▶ [Provided data]:
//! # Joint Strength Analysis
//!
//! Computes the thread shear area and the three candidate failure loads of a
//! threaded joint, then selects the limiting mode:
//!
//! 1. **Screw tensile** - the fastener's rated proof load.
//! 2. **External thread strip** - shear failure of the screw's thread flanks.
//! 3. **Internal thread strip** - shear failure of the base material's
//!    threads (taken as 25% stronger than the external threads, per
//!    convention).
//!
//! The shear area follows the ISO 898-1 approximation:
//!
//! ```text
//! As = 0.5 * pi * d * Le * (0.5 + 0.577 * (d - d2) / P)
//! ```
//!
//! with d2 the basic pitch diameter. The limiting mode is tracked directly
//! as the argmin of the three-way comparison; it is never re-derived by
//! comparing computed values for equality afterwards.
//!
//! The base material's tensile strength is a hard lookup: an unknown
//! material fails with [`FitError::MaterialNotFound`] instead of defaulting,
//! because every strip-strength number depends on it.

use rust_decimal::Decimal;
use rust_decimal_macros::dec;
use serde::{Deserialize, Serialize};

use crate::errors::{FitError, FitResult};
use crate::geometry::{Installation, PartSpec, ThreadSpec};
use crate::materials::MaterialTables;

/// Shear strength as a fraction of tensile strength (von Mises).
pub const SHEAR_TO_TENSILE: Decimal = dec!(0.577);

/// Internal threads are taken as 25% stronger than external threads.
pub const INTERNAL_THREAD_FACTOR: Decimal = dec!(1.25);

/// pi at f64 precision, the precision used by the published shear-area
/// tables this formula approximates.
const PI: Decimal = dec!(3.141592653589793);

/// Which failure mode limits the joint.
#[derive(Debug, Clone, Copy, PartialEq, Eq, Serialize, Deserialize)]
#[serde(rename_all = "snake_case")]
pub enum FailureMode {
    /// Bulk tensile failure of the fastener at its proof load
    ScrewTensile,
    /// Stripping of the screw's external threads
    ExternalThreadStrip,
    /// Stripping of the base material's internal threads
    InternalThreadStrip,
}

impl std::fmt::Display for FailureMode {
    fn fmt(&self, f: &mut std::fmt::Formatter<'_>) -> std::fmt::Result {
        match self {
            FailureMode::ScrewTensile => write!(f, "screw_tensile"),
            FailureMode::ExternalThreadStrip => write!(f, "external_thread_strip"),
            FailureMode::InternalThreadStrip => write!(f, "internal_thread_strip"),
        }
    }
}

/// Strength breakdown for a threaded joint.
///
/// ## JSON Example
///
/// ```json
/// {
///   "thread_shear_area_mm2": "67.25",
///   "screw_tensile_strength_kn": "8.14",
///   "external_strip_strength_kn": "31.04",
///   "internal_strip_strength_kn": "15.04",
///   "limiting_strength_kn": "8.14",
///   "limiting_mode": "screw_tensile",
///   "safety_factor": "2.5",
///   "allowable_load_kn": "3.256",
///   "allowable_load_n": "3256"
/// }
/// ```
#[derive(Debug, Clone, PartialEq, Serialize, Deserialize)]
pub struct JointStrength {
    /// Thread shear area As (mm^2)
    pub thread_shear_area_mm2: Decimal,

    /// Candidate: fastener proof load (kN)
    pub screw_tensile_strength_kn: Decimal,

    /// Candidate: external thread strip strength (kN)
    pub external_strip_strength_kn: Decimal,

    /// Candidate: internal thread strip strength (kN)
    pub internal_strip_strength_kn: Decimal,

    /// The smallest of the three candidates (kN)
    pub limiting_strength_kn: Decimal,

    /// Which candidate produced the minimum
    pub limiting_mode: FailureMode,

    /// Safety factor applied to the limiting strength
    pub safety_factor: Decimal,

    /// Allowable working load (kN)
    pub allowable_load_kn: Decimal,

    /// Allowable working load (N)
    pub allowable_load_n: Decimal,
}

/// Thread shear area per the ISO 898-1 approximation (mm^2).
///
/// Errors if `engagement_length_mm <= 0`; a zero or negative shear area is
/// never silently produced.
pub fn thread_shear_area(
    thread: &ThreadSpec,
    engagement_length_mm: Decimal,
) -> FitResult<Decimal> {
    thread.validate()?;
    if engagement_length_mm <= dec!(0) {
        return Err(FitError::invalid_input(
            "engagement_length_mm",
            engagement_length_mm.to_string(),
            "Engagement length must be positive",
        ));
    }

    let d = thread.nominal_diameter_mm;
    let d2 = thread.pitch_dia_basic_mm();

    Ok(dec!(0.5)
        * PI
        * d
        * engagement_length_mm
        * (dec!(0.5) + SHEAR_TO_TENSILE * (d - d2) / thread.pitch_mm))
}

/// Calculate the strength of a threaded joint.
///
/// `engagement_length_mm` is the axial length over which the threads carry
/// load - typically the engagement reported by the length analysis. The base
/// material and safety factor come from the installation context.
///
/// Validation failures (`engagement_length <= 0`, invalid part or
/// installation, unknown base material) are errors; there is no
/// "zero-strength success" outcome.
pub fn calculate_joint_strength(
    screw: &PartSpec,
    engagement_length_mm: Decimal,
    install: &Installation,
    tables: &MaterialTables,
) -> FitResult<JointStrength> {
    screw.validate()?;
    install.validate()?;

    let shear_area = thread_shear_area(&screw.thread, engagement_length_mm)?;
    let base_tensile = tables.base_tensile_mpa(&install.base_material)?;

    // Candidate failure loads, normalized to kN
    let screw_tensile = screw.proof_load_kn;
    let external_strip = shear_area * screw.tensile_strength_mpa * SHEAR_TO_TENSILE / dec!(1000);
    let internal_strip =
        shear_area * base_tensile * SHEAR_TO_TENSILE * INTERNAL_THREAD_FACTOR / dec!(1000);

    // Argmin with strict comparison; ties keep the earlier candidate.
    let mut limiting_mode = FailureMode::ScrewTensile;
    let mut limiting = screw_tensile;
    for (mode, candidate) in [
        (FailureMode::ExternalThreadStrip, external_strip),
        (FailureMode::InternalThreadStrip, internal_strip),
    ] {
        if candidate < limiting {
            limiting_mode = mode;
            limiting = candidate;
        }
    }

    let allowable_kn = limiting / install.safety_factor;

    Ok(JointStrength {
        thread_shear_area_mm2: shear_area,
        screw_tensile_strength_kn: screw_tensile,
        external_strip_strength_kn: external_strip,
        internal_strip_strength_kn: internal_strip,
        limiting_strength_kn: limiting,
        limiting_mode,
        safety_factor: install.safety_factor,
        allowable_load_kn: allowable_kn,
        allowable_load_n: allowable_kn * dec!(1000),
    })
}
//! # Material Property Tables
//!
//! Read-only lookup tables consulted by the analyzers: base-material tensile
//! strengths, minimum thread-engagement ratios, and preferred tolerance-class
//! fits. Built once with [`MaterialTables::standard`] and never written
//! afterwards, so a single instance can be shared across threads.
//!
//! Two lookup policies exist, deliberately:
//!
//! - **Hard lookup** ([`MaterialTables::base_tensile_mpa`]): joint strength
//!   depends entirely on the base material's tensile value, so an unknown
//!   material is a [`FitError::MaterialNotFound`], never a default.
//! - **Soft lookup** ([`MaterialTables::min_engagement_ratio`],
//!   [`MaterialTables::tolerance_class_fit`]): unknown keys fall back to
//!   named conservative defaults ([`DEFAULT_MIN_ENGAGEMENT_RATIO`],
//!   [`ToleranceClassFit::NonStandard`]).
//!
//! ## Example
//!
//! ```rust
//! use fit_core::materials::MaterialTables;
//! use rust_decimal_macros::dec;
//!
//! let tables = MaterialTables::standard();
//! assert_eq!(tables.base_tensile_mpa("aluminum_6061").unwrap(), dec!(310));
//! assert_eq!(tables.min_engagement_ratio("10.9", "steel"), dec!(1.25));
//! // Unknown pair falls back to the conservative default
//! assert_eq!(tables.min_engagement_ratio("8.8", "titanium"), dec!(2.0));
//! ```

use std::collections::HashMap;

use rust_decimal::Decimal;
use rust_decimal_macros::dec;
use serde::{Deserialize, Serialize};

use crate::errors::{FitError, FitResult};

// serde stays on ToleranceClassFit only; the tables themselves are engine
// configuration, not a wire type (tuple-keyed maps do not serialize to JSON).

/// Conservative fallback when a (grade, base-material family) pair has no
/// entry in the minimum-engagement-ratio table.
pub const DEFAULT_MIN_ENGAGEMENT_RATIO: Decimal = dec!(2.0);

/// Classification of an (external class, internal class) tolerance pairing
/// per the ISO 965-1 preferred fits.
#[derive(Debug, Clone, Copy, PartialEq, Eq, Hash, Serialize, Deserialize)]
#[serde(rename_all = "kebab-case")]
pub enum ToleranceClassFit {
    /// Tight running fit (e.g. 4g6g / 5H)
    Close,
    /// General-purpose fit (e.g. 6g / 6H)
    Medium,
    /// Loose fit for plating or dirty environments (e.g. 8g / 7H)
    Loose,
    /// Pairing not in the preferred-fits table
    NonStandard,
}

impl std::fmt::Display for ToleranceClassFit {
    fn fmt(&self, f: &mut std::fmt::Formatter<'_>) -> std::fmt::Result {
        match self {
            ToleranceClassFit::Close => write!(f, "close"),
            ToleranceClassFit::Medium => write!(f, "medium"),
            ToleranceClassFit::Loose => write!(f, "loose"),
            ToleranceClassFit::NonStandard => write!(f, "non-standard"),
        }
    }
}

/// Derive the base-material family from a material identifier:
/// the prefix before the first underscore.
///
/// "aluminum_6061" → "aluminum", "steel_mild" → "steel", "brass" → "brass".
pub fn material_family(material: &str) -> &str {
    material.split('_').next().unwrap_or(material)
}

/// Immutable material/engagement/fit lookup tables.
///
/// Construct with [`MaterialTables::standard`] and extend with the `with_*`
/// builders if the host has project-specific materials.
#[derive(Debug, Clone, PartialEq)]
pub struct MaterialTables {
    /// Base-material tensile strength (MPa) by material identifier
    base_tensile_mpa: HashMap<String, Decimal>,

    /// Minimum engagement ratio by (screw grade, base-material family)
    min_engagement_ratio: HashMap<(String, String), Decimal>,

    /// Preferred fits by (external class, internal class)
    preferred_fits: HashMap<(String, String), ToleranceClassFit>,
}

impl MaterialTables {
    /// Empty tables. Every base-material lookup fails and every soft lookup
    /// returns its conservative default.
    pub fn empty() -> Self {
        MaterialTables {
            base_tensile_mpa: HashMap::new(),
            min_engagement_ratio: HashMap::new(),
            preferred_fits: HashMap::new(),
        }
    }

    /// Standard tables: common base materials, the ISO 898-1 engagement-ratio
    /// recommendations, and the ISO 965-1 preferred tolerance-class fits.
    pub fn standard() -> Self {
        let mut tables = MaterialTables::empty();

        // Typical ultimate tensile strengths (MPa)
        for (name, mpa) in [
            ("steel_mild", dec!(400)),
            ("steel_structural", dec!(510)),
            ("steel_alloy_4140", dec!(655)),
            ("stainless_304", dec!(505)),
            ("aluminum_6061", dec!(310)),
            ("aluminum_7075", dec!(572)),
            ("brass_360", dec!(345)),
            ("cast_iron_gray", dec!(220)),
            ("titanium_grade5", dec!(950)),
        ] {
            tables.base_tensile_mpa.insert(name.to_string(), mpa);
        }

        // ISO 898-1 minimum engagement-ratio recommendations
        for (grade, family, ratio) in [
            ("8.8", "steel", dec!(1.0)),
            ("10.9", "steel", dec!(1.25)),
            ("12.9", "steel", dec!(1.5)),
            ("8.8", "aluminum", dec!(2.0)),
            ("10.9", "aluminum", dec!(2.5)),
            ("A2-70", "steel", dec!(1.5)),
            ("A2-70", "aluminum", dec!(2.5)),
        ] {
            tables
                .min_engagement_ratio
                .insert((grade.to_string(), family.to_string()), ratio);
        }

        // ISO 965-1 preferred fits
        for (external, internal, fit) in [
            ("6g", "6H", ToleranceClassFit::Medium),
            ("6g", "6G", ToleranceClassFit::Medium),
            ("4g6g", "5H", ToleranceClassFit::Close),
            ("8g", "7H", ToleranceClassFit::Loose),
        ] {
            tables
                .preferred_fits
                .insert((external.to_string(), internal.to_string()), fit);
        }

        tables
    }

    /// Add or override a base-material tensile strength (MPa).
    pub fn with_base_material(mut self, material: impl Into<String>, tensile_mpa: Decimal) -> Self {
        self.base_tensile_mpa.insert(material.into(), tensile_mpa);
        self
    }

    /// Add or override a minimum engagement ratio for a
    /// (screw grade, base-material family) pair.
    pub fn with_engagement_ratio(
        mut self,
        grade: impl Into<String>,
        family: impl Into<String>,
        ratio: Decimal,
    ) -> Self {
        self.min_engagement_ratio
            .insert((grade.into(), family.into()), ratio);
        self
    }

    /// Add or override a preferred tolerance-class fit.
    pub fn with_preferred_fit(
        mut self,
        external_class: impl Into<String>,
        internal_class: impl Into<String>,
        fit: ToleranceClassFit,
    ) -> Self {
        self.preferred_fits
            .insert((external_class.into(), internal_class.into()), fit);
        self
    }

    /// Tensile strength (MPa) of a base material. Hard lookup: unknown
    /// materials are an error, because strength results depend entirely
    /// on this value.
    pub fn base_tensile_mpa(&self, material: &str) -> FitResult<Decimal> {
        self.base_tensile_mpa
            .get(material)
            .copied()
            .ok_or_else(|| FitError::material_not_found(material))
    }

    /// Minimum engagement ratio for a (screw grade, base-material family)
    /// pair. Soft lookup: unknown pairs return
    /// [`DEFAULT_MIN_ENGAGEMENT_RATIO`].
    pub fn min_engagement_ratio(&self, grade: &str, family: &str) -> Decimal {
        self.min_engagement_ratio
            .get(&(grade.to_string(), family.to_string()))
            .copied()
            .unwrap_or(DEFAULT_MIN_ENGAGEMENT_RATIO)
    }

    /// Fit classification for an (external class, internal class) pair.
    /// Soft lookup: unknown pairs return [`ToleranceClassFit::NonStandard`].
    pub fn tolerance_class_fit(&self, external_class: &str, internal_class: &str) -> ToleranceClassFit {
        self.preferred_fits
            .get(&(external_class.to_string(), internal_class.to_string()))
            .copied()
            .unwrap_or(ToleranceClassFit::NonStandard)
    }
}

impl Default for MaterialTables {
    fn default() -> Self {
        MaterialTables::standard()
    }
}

▶ [Work to complete]:
Return the opening line of the data and every line after it through the line containing "rated proof load.", please, exactly as written and with nothing added.

▶ [Reply]:
//! # Joint Strength Analysis
//!
//! Computes the thread shear area and the three candidate failure loads of a
//! threaded joint, then selects the limiting mode:
//!
//! 1. **Screw tensile** - the fastener's rated proof load.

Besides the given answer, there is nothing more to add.